### ASSIGNMENT
Where the word "match" appears in a line of the entries below, count that line and give the total alone.

*-*-*

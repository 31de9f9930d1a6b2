// SPDX-FileCopyrightText: 2026 Banter Contributors
// SPDX-License-Identifier: MIT OR Apache-2.0

//! Liveness endpoint for platform health checks.
//!
//! `GET /` answers `200 OK` as long as the process is up. Deliberately
//! knows nothing about Redis or Telegram: it reports liveness, not
//! readiness.

use std::net::SocketAddr;

use axum::{Router, routing::get};
use tracing::{error, info};

/// Serves the liveness endpoint until the process exits.
pub async fn serve_health(port: u16) {
    let router = Router::new().route("/", get(|| async { "OK" }));
    let addr = SocketAddr::from(([0, 0, 0, 0], port));

    let listener = match tokio::net::TcpListener::bind(addr).await {
        Ok(listener) => listener,
        Err(error) => {
            error!(%addr, %error, "failed to bind health check listener");
            return;
        }
    };

    info!(%addr, "health check endpoint listening");
    if let Err(error) = axum::serve(listener, router).await {
        error!(%error, "health check server error");
    }
}
// SPDX-FileCopyrightText: 2026 Banter Contributors
// SPDX-License-Identifier: MIT OR Apache-2.0

//! Core library for the Banter bot.
//!
//! Provides the error type, the canonical conversation data model, and the
//! storage trait seams shared across the Banter workspace.

pub mod error;
pub mod traits;
pub mod types;

// Re-export key items at crate root for ergonomic imports.
pub use error::BanterError;
pub use traits::{ConversationStore, KvBackend};
pub use types::{ChatMessage, ChatState, TextEntity};
// SPDX-FileCopyrightText: 2026 Banter Contributors
// SPDX-License-Identifier: MIT OR Apache-2.0

//! Telegram-side logic for the Banter bot.
//!
//! Everything in this crate is a pure function over message data: the
//! normalizers turn the two inbound representations (live Bot API messages
//! and bulk export files) into the canonical [`banter_core::ChatMessage`],
//! and the gate decides which messages deserve a reply. Transport and
//! dispatch live in the binary.

pub mod export;
pub mod gate;
pub mod normalize;

use teloxide::types::{Me, UserId};

pub use export::{ExportBundle, ExportMessage, from_export};
pub use gate::{always_replies, is_chat_allowed, should_reply};
pub use normalize::from_telegram;

/// The bot's own identity, fetched once at startup and threaded through
/// gating and prompt assembly.
#[derive(Debug, Clone)]
pub struct BotIdentity {
    pub id: UserId,
    pub username: String,
    pub first_name: String,
    pub last_name: String,
}

impl BotIdentity {
    pub fn from_me(me: &Me) -> Self {
        Self {
            id: me.id,
            username: me.username.clone().unwrap_or_default(),
            first_name: me.first_name.clone(),
            last_name: me.last_name.clone().unwrap_or_default(),
        }
    }

    /// `@username` form used for mention detection and reply prompts.
    pub fn mention(&self) -> String {
        format!("@{}", self.username)
    }

    /// `First Last: @username` form used by the overview prompt.
    pub fn descriptor(&self) -> String {
        format!("{} {}: {}", self.first_name, self.last_name, self.mention())
    }
}
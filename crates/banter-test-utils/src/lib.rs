// SPDX-FileCopyrightText: 2026 Banter Contributors
// SPDX-License-Identifier: MIT OR Apache-2.0

//! Test support for the Banter workspace.
//!
//! [`MemoryBackend`] implements the [`KvBackend`] transport over a plain
//! in-process map, so store semantics can be exercised through the
//! production `ChatStore` code path without a Redis server.

use std::collections::HashMap;

use async_trait::async_trait;
use banter_core::{BanterError, ChatMessage, KvBackend};
use tokio::sync::Mutex;

/// In-memory [`KvBackend`] with transactional multi-key writes.
///
/// All operations run under a single map lock, which makes
/// [`set_many`](KvBackend::set_many) trivially all-or-nothing.
#[derive(Default)]
pub struct MemoryBackend {
    data: Mutex<HashMap<String, String>>,
}

impl MemoryBackend {
    pub fn new() -> Self {
        Self::default()
    }

    /// Seeds a raw key, bypassing the store layer. For arranging
    /// partial-state scenarios in tests.
    pub async fn insert_raw(&self, key: &str, value: &str) {
        self.data
            .lock()
            .await
            .insert(key.to_string(), value.to_string());
    }

    /// Returns a copy of the raw key space for assertions.
    pub async fn dump(&self) -> HashMap<String, String> {
        self.data.lock().await.clone()
    }
}

#[async_trait]
impl KvBackend for MemoryBackend {
    async fn get_many(&self, keys: &[String]) -> Result<Vec<Option<String>>, BanterError> {
        let data = self.data.lock().await;
        Ok(keys.iter().map(|key| data.get(key).cloned()).collect())
    }

    async fn set(&self, key: &str, value: &str) -> Result<(), BanterError> {
        self.data
            .lock()
            .await
            .insert(key.to_string(), value.to_string());
        Ok(())
    }

    async fn set_many(&self, entries: &[(String, String)]) -> Result<(), BanterError> {
        let mut data = self.data.lock().await;
        for (key, value) in entries {
            data.insert(key.clone(), value.clone());
        }
        Ok(())
    }

    async fn ping(&self) -> Result<(), BanterError> {
        Ok(())
    }
}

/// Builds a plain user text message with the given id.
///
/// The timestamp is derived from the id so fixtures stay deterministic.
pub fn text_message(id: i64, text: &str) -> ChatMessage {
    ChatMessage {
        id,
        from_user: "Test User".into(),
        from_id: 100,
        date: 1_700_000_000 + id,
        text: text.into(),
        ..Default::default()
    }
}
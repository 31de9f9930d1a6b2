// SPDX-FileCopyrightText: 2026 Banter Contributors
// SPDX-License-Identifier: MIT OR Apache-2.0

//! Redis implementation of the [`KvBackend`] transport.
//!
//! All commands go through a [`ConnectionManager`], which multiplexes one
//! connection, reconnects on failure, and applies the client-configured
//! response timeout to every call.

use async_trait::async_trait;
use redis::aio::ConnectionManager;

use banter_core::{BanterError, KvBackend};

/// Redis-backed key-value transport.
#[derive(Clone)]
pub struct RedisBackend {
    conn: ConnectionManager,
}

impl RedisBackend {
    /// Connects to the Redis server at `url`
    /// (e.g. `redis://:password@host:6379/0`).
    pub async fn connect(url: &str) -> Result<Self, BanterError> {
        let client = redis::Client::open(url).map_err(into_storage_err)?;
        let conn = client
            .get_connection_manager()
            .await
            .map_err(into_storage_err)?;
        Ok(Self { conn })
    }
}

#[async_trait]
impl KvBackend for RedisBackend {
    async fn get_many(&self, keys: &[String]) -> Result<Vec<Option<String>>, BanterError> {
        let mut conn = self.conn.clone();
        let mut pipe = redis::pipe();
        for key in keys {
            pipe.get(key);
        }
        pipe.query_async(&mut conn).await.map_err(into_storage_err)
    }

    async fn set(&self, key: &str, value: &str) -> Result<(), BanterError> {
        let mut conn = self.conn.clone();
        redis::cmd("SET")
            .arg(key)
            .arg(value)
            .query_async::<()>(&mut conn)
            .await
            .map_err(into_storage_err)
    }

    async fn set_many(&self, entries: &[(String, String)]) -> Result<(), BanterError> {
        let mut conn = self.conn.clone();
        // MULTI/EXEC: all entries land or none do.
        let mut pipe = redis::pipe();
        pipe.atomic();
        for (key, value) in entries {
            pipe.set(key, value).ignore();
        }
        pipe.query_async::<()>(&mut conn)
            .await
            .map_err(into_storage_err)
    }

    async fn ping(&self) -> Result<(), BanterError> {
        let mut conn = self.conn.clone();
        redis::cmd("PING")
            .query_async::<String>(&mut conn)
            .await
            .map_err(into_storage_err)?;
        Ok(())
    }
}

fn into_storage_err(err: redis::RedisError) -> BanterError {
    BanterError::Storage {
        source: Box::new(err),
    }
}
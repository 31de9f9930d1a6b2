// SPDX-FileCopyrightText: 2026 Banter Contributors
// SPDX-License-Identifier: MIT OR Apache-2.0

//! Configuration system for the Banter bot.
//!
//! Provides TOML configuration parsing with strict validation
//! (`deny_unknown_fields`), XDG file hierarchy lookup, and environment
//! variable overrides.
//!
//! # Usage
//!
//! ```no_run
//! use banter_config::load_and_validate;
//!
//! let config = load_and_validate().expect("config errors");
//! println!("Bot name: {}", config.agent.name);
//! ```

pub mod loader;
pub mod model;
pub mod validation;

use thiserror::Error;

pub use loader::{load_config, load_config_from_path, load_config_from_str};
pub use model::BanterConfig;

/// A configuration problem: either the files/env could not be parsed into
/// the model, or a parsed value failed semantic validation.
#[derive(Debug, Error)]
pub enum ConfigError {
    #[error("{0}")]
    Parse(#[from] Box<figment::Error>),

    #[error("{message}")]
    Validation { message: String },
}

/// Load configuration from the XDG hierarchy and validate it.
///
/// This is the high-level entry point that:
/// 1. Loads config from TOML files + env vars via Figment
/// 2. On success: runs post-deserialization validation
///
/// Returns either a valid `BanterConfig` or a list of errors.
pub fn load_and_validate() -> Result<BanterConfig, Vec<ConfigError>> {
    match loader::load_config() {
        Ok(config) => {
            validation::validate_config(&config)?;
            Ok(config)
        }
        Err(err) => Err(vec![ConfigError::Parse(Box::new(err))]),
    }
}

/// Load configuration from a specific TOML string and validate it.
///
/// Useful for testing and explicit configuration.
pub fn load_and_validate_str(toml_content: &str) -> Result<BanterConfig, Vec<ConfigError>> {
    match loader::load_config_from_str(toml_content) {
        Ok(config) => {
            validation::validate_config(&config)?;
            Ok(config)
        }
        Err(err) => Err(vec![ConfigError::Parse(Box::new(err))]),
    }
}

/// Print collected configuration errors to stderr, one per line.
pub fn render_errors(errors: &[ConfigError]) {
    for error in errors {
        eprintln!("config error: {error}");
    }
}
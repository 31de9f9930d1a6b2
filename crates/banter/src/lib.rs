// SPDX-FileCopyrightText: 2026 Banter Contributors
// SPDX-License-Identifier: MIT OR Apache-2.0

//! Banter - a persona-driven Telegram chat assistant.
//!
//! Library surface of the binary: the serve wiring, the message handlers
//! and the liveness endpoint, exposed so integration tests can drive the
//! full message pipeline without a live Telegram connection.

pub mod handlers;
pub mod health;
pub mod serve;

*-*-*

### ANSWER AREA
3